## ACTION ITEM:
Please reproduce the data in its entirety, word for word.

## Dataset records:
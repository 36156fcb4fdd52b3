//! # Sugar CSP Writer
//!
//! Writes instances as Sugar constraint programs. Every variable becomes an
//! integer variable, every constraint a comparison of a weighted sum. The
//! objective is expressed through an additional variable that is fixed to
//! the objective sum.
//!
//! ```text
//! (int x 0 5)
//! (int y 1 4)
//! (<= (+ (* 2 x) (* 3 y)) 12)
//! (int _obj 0 10)
//! (= _obj (+ (* 1 x) (* 1 y)))
//! (objective maximize _obj)
//! ```
//!
//! ## References
//!
//! - [Sugar](https://cspsat.gitlab.io/sugar/)

use std::io::Write;

use crate::{
    instances::{Direction, Instance},
    options::{ConfigurationError, Options},
    types::{checked_add, Coeff, Domain, Term},
};

use super::{
    check_integral, int, merged, objective_direction, UnrepresentableInstance, WriteError,
    WriteInstance,
};

const FORMAT: &str = "sugar";

/// Writer for Sugar CSP files
#[derive(Debug, Clone, PartialEq, Eq)]
pub struct Writer {
    objective_var: String,
}

impl Default for Writer {
    fn default() -> Self {
        Writer {
            objective_var: String::from("_obj"),
        }
    }
}

impl Writer {
    /// Creates a writer. Option `objective_var` names the variable holding
    /// the objective value (default `_obj`).
    ///
    /// # Errors
    ///
    /// On unknown option keys or a variable name that is not a symbol
    pub fn new(opts: &Options) -> Result<Self, ConfigurationError> {
        opts.check_keys(FORMAT, &["objective_var"])?;
        let mut writer = Writer::default();
        if let Some(name) = opts.get("objective_var") {
            if !is_symbol(name) {
                return Err(ConfigurationError::InvalidValue {
                    key: String::from("objective_var"),
                    value: name.to_owned(),
                    reason: String::from("expected a Sugar symbol"),
                });
            }
            name.clone_into(&mut writer.objective_var);
        }
        Ok(writer)
    }

    /// The name of the objective variable, made unique within the instance
    fn objective_name(&self, inst: &Instance) -> String {
        let mut name = self.objective_var.clone();
        while inst.var_by_name(&name).is_some() {
            name.insert(0, '_');
        }
        name
    }
}

/// Whether a name can be written as a Sugar symbol. Symbols must not contain
/// S-expression delimiters and must not read as an integer.
fn is_symbol(name: &str) -> bool {
    !name.is_empty()
        && !name.contains(|c: char| c.is_whitespace() || "();\"".contains(c))
        && name.parse::<i64>().is_err()
}

/// Checks that all variable names are symbols
fn check_names(inst: &Instance) -> Result<(), UnrepresentableInstance> {
    match inst.vars().find(|(_, info)| !is_symbol(&info.name)) {
        Some((_, info)) => Err(UnrepresentableInstance {
            format: FORMAT,
            reason: format!("variable name `{}` is not a Sugar symbol", info.name),
        }),
        None => Ok(()),
    }
}

/// Writes `(+ (* c x) ...)`, a single product or `0`
fn write_sum(inst: &Instance, terms: &[Term], writer: &mut dyn Write) -> std::io::Result<()> {
    let product = |t: &Term| format!("(* {} {})", int(t.coeff), inst.var_name(t.var));
    match terms {
        [] => write!(writer, "0"),
        [t] => write!(writer, "{}", product(t)),
        _ => {
            write!(writer, "(+")?;
            for t in terms {
                write!(writer, " {}", product(t))?;
            }
            write!(writer, ")")
        }
    }
}

/// The range of values a sum of terms can take
fn sum_range(inst: &Instance, terms: &[Term]) -> Result<(Coeff, Coeff), UnrepresentableInstance> {
    let overflow = |_| UnrepresentableInstance {
        format: FORMAT,
        reason: String::from("objective value range overflows"),
    };
    terms.iter().try_fold(
        (Coeff::from_integer(0), Coeff::from_integer(0)),
        |(lo, hi), t| {
            let dom = inst.domain(t.var).unwrap_or(Domain::Bool);
            let (tlo, thi) = t.value_range(dom).map_err(overflow)?;
            Ok((
                checked_add(lo, tlo).map_err(overflow)?,
                checked_add(hi, thi).map_err(overflow)?,
            ))
        },
    )
}

impl WriteInstance for Writer {
    fn extension(&self) -> &'static str {
        "csp"
    }

    fn encode(&self, inst: &Instance, writer: &mut dyn Write) -> Result<(), WriteError> {
        check_integral(inst, FORMAT)?;
        check_names(inst)?;
        let direction = objective_direction(inst, FORMAT, None)?;
        let obj_range = match direction {
            Some(_) => Some(sum_range(inst, inst.objective().terms())?),
            None => None,
        };

        if let Some(name) = inst.name() {
            writeln!(writer, "; {name}")?;
        }
        for (_, info) in inst.vars() {
            let (lb, ub) = info.domain.bounds();
            writeln!(writer, "(int {} {lb} {ub})", info.name)?;
        }
        for constr in inst.iter_constrs() {
            write!(writer, "({} ", constr.rel())?;
            write_sum(inst, &merged(constr), writer)?;
            writeln!(writer, " {})", int(constr.rhs()))?;
        }
        if let (Some(direction), Some((lo, hi))) = (direction, obj_range) {
            let obj_var = self.objective_name(inst);
            writeln!(writer, "(int {obj_var} {} {})", int(lo), int(hi))?;
            write!(writer, "(= {obj_var} ")?;
            write_sum(inst, inst.objective().terms(), writer)?;
            writeln!(writer, ")")?;
            let keyword = match direction {
                Direction::Maximize => "maximize",
                _ => "minimize",
            };
            writeln!(writer, "(objective {keyword} {obj_var})")?;
        }
        writer.flush()?;
        Ok(())
    }
}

## TASK OUTPUT:
repository 36156fcb4fdd52b3
//! # Sugar CSP Writer
//!
//! Writes instances as Sugar constraint programs. Every variable becomes an
//! integer variable, every constraint a comparison of a weighted sum. The
//! objective is expressed through an additional variable that is fixed to
//! the objective sum.
//!
//! ```text
//! (int x 0 5)
//! (int y 1 4)
//! (<= (+ (* 2 x) (* 3 y)) 12)
//! (int _obj 0 10)
//! (= _obj (+ (* 1 x) (* 1 y)))
//! (objective maximize _obj)
//! ```
//!
//! ## References
//!
//! - [Sugar](https://cspsat.gitlab.io/sugar/)

use std::io::Write;

use crate::{
    instances::{Direction, Instance},
    options::{ConfigurationError, Options},
    types::{checked_add, Coeff, Domain, Term},
};

use super::{
    check_integral, int, merged, objective_direction, UnrepresentableInstance, WriteError,
    WriteInstance,
};

const FORMAT: &str = "sugar";

/// Writer for Sugar CSP files
#[derive(Debug, Clone, PartialEq, Eq)]
pub struct Writer {
    objective_var: String,
}

impl Default for Writer {
    fn default() -> Self {
        Writer {
            objective_var: String::from("_obj"),
        }
    }
}

impl Writer {
    /// Creates a writer. Option `objective_var` names the variable holding
    /// the objective value (default `_obj`).
    ///
    /// # Errors
    ///
    /// On unknown option keys or a variable name that is not a symbol
    pub fn new(opts: &Options) -> Result<Self, ConfigurationError> {
        opts.check_keys(FORMAT, &["objective_var"])?;
        let mut writer = Writer::default();
        if let Some(name) = opts.get("objective_var") {
            if !is_symbol(name) {
                return Err(ConfigurationError::InvalidValue {
                    key: String::from("objective_var"),
                    value: name.to_owned(),
                    reason: String::from("expected a Sugar symbol"),
                });
            }
            name.clone_into(&mut writer.objective_var);
        }
        Ok(writer)
    }

    /// The name of the objective variable, made unique within the instance
    fn objective_name(&self, inst: &Instance) -> String {
        let mut name = self.objective_var.clone();
        while inst.var_by_name(&name).is_some() {
            name.insert(0, '_');
        }
        name
    }
}

/// Whether a name can be written as a Sugar symbol. Symbols must not contain
/// S-expression delimiters and must not read as an integer.
fn is_symbol(name: &str) -> bool {
    !name.is_empty()
        && !name.contains(|c: char| c.is_whitespace() || "();\"".contains(c))
        && name.parse::<i64>().is_err()
}

/// Checks that all variable names are symbols
fn check_names(inst: &Instance) -> Result<(), UnrepresentableInstance> {
    match inst.vars().find(|(_, info)| !is_symbol(&info.name)) {
        Some((_, info)) => Err(UnrepresentableInstance {
            format: FORMAT,
            reason: format!("variable name `{}` is not a Sugar symbol", info.name),
        }),
        None => Ok(()),
    }
}

/// Writes `(+ (* c x) ...)`, a single product or `0`
fn write_sum(inst: &Instance, terms: &[Term], writer: &mut dyn Write) -> std::io::Result<()> {
    let product = |t: &Term| format!("(* {} {})", int(t.coeff), inst.var_name(t.var));
    match terms {
        [] => write!(writer, "0"),
        [t] => write!(writer, "{}", product(t)),
        _ => {
            write!(writer, "(+")?;
            for t in terms {
                write!(writer, " {}", product(t))?;
            }
            write!(writer, ")")
        }
    }
}

/// The range of values a sum of terms can take
fn sum_range(inst: &Instance, terms: &[Term]) -> Result<(Coeff, Coeff), UnrepresentableInstance> {
    let overflow = |_| UnrepresentableInstance {
        format: FORMAT,
        reason: String::from("objective value range overflows"),
    };
    terms.iter().try_fold(
        (Coeff::from_integer(0), Coeff::from_integer(0)),
        |(lo, hi), t| {
            let dom = inst.domain(t.var).unwrap_or(Domain::Bool);
            let (tlo, thi) = t.value_range(dom).map_err(overflow)?;
            Ok((
                checked_add(lo, tlo).map_err(overflow)?,
                checked_add(hi, thi).map_err(overflow)?,
            ))
        },
    )
}

impl WriteInstance for Writer {
    fn extension(&self) -> &'static str {
        "csp"
    }

    fn encode(&self, inst: &Instance, writer: &mut dyn Write) -> Result<(), WriteError> {
        check_integral(inst, FORMAT)?;
        check_names(inst)?;
        let direction = objective_direction(inst, FORMAT, None)?;
        let obj_range = match direction {
            Some(_) => Some(sum_range(inst, inst.objective().terms())?),
            None => None,
        };

        if let Some(name) = inst.name() {
            writeln!(writer, "; {name}")?;
        }
        for (_, info) in inst.vars() {
            let (lb, ub) = info.domain.bounds();
            writeln!(writer, "(int {} {lb} {ub})", info.name)?;
        }
        for constr in inst.iter_constrs() {
            write!(writer, "({} ", constr.rel())?;
            write_sum(inst, &merged(constr), writer)?;
            writeln!(writer, " {})", int(constr.rhs()))?;
        }
        if let (Some(direction), Some((lo, hi))) = (direction, obj_range) {
            let obj_var = self.objective_name(inst);
            writeln!(writer, "(int {obj_var} {} {})", int(lo), int(hi))?;
            write!(writer, "(= {obj_var} ")?;
            write_sum(inst, inst.objective().terms(), writer)?;
            writeln!(writer, ")")?;
            let keyword = match direction {
                Direction::Maximize => "maximize",
                _ => "minimize",
            };
            writeln!(writer, "(objective {keyword} {obj_var})")?;
        }
        writer.flush()?;
        Ok(())
    }
}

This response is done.